— Стишки упадочные переписываете? — свирепым шепотом спросила Любаша. — Ахматову тайком читаете? Кто руководит организацией? A-а? Говори!
— Да нет, Любовь Георгиевна! У нас нет никакой организации! — (Какие слова найти, чтобы убедить ее?!) — Мы просто так собирались! Честное слово! Чай пили… А ничего такого мы не…
— Ты, — прервала мой лепет директорша. — Лично ты. Вылетишь. Из школы. С волчьим билетом. Если не назовешь членов организации и не расскажешь, чем занимаетесь на тайных собраниях. Скажешь — поставлю тройку за поведение, этим отделаешься. Ну?

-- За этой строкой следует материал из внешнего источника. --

//! Database connection and initialization.
//!
//! SQLite with WAL journal mode, foreign keys, and a busy timeout. The busy
//! timeout is what turns contending reservation transactions into bounded
//! waits on the single write lock instead of immediate failures.

use std::path::Path;
use std::str::FromStr;
use std::time::{SystemTime, UNIX_EPOCH};

use sqlx::sqlite::{SqliteConnectOptions, SqliteJournalMode, SqlitePoolOptions};
use sqlx::{Pool, Sqlite};
use tracing::info;

/// Database errors for the booking stores.
#[derive(Debug, thiserror::Error)]
pub enum DatabaseError {
    #[error("I/O error: {0}")]
    Io(String),

    #[error("Connection error: {0}")]
    Connection(String),

    #[error("Migration error: {0}")]
    Migration(String),

    #[error("Query error: {0}")]
    Query(String),

    #[error("Not found: {0}")]
    NotFound(String),

    #[error("Database busy: {0}")]
    Busy(String),
}

impl From<sqlx::Error> for DatabaseError {
    fn from(e: sqlx::Error) -> Self {
        if is_busy(&e) {
            Self::Busy(e.to_string())
        } else {
            Self::Query(e.to_string())
        }
    }
}

/// Write-lock contention surfaces as "database is locked"/"database is busy";
/// pool exhaustion under load is treated the same way. Both are transient.
fn is_busy(e: &sqlx::Error) -> bool {
    match e {
        sqlx::Error::PoolTimedOut => true,
        sqlx::Error::Database(db) => {
            let msg = db.message();
            msg.contains("locked") || msg.contains("busy")
        }
        _ => false,
    }
}

/// Handle to the SQLite store shared by all request handlers.
#[derive(Clone)]
pub struct Database {
    pool: Pool<Sqlite>,
}

impl Database {
    /// Open or create a database at the given path and run migrations.
    pub async fn open(path: &Path) -> Result<Self, DatabaseError> {
        if let Some(parent) = path.parent() {
            std::fs::create_dir_all(parent).map_err(|e| DatabaseError::Io(e.to_string()))?;
        }

        let options =
            SqliteConnectOptions::from_str(&format!("sqlite:{}?mode=rwc", path.display()))
                .map_err(|e| DatabaseError::Connection(e.to_string()))?
                .journal_mode(SqliteJournalMode::Wal)
                .foreign_keys(true)
                .busy_timeout(std::time::Duration::from_secs(5));

        let pool = SqlitePoolOptions::new()
            .max_connections(5)
            .connect_with(options)
            .await
            .map_err(|e| DatabaseError::Connection(e.to_string()))?;

        info!(path = %path.display(), "Database opened");

        let db = Self { pool };
        db.run_migrations().await?;
        Ok(db)
    }

    /// Open an in-memory database (for testing). A single connection, since
    /// every in-memory SQLite connection is its own database.
    pub async fn open_in_memory() -> Result<Self, DatabaseError> {
        let options = SqliteConnectOptions::from_str("sqlite::memory:")
            .map_err(|e| DatabaseError::Connection(e.to_string()))?
            .foreign_keys(true);

        let pool = SqlitePoolOptions::new()
            .max_connections(1)
            .connect_with(options)
            .await
            .map_err(|e| DatabaseError::Connection(e.to_string()))?;

        let db = Self { pool };
        db.run_migrations().await?;
        Ok(db)
    }

    async fn run_migrations(&self) -> Result<(), DatabaseError> {
        sqlx::migrate!("./migrations")
            .run(&self.pool)
            .await
            .map_err(|e| DatabaseError::Migration(e.to_string()))?;

        info!("Database migrations complete");
        Ok(())
    }

    /// Get a reference to the connection pool.
    pub const fn pool(&self) -> &Pool<Sqlite> {
        &self.pool
    }
}

/// Returns the current time as a Unix timestamp (seconds since epoch).
#[allow(clippy::cast_possible_wrap)]
pub fn unix_timestamp() -> i64 {
    SystemTime::now()
        .duration_since(UNIX_EPOCH)
        .unwrap_or_default()
        .as_secs() as i64
}

#[cfg(test)]
mod tests {
    use super::*;

    #[tokio::test]
    async fn open_in_memory_works() {
        let db = Database::open_in_memory().await;
        assert!(db.is_ok());
    }
}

В ошарашенной голове моей тупо заработала мысль: назвать — тройка по поведению, не назвать — волчий билет. Тройка лучше, чем волчий билет. Но кого назвать, если некого назвать?

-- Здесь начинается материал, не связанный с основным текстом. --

//! Slot computation: derives bookable start times for one host-local date.
//!
//! Candidates step through each active rule window at the host's booking
//! duration; any candidate whose UTC range overlaps a confirmed booking is
//! dropped. Listing filters against raw booking bounds; buffer time is
//! enforced by the reservation path, not here, so a listed slot can still
//! lose to a buffered conflict at reservation time. Listing is advisory.

use chrono::{DateTime, Duration, NaiveDate, NaiveTime, Utc};
use chrono_tz::Tz;
use serde::{Deserialize, Serialize};

use crate::conflict::{find_conflict, BusyInterval};
use crate::error::{EngineError, Result};
use crate::localtime;
use crate::rules::RuleWindow;

/// A bookable candidate: the local wall-clock start plus its resolved UTC range.
#[derive(Debug, Clone, PartialEq, Serialize, Deserialize)]
pub struct Slot {
    pub local_start: NaiveTime,
    pub start: DateTime<Utc>,
    pub end: DateTime<Utc>,
}

/// Compute the ordered, duplicate-free bookable slots for `date` in the
/// host's timezone.
///
/// For each rule window on the date's weekday, candidate starts step forward
/// at `duration_minutes` from the window's opening time while
/// `start + duration <= window end`. A candidate survives when its UTC range
/// overlaps no busy interval. Candidates whose start or end falls in a DST
/// spring-forward gap are unrepresentable and skipped.
///
/// A date with no rule windows yields an empty list, not an error. Output is
/// sorted ascending by start and deduplicated, so overlapping legacy rule
/// rows degrade to duplicate suppression rather than a crash.
///
/// # Errors
///
/// Returns `EngineError::InvalidDuration` when `duration_minutes` is zero.
pub fn compute_slots(
    date: NaiveDate,
    tz: Tz,
    duration_minutes: u32,
    rules: &[RuleWindow],
    busy: &[BusyInterval],
) -> Result<Vec<Slot>> {
    if duration_minutes == 0 {
        return Err(EngineError::InvalidDuration(0));
    }
    let duration = Duration::minutes(i64::from(duration_minutes));
    let weekday = localtime::weekday_index(date);

    let mut slots: Vec<Slot> = Vec::new();
    for rule in rules.iter().filter(|r| r.day_of_week == weekday) {
        let mut cursor = rule.start;
        loop {
            let (slot_end, wrapped) = cursor.overflowing_add_signed(duration);
            // Stop when the candidate would cross midnight or leave the window.
            if wrapped != 0 || slot_end > rule.end {
                break;
            }

            if let (Some(start_utc), Some(end_utc)) = (
                localtime::local_to_utc(date, cursor, tz),
                localtime::local_to_utc(date, slot_end, tz),
            ) {
                if end_utc > start_utc && find_conflict(start_utc, end_utc, 0, busy).is_none() {
                    slots.push(Slot {
                        local_start: cursor,
                        start: start_utc,
                        end: end_utc,
                    });
                }
            }

            cursor = slot_end;
        }
    }

    slots.sort_by_key(|s| s.start);
    slots.dedup_by_key(|s| s.start);

    Ok(slots)
}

— Ну?! — страшным голосом крикнула Любаша.
В кабинет сунулась секретарша Ольга Фроловна с какими-то бумагами. Любаша гаркнула: «Вон отсюда!» — и старушка скрылась, бросив на меня сострадательный взгляд.
— Вот он, приказ об исключении, — сказала Любаша. — Мне его только подписать.
И она обмакнула ручку в чернила.
— Не надо! — завопила я. — Любовь Георгиевна, я же не отказываюсь! Но я же не знаю, кого назвать!
— А ты вспомни, — сказала Любаша. — Кто был. О чем говорили. Кто больше всех говорил. Если хорошенько подумаешь, то вспомнишь. Вот тебе бумага, вот ручка. Не хочешь говорить — напиши. А я пока по делам схожу.
Она вышла из кабинета, звеня ключами.
Хоть бы она с лестницы свалилась!
Но она вошла, и снова началось. Любаша орала: «Так-то ты поддерживаешь честь школы!» Я рыдала, слезы капали на лист бумаги. Вот, опять звонок — это уже, наверно, с пятого урока, а меня взяли со второго.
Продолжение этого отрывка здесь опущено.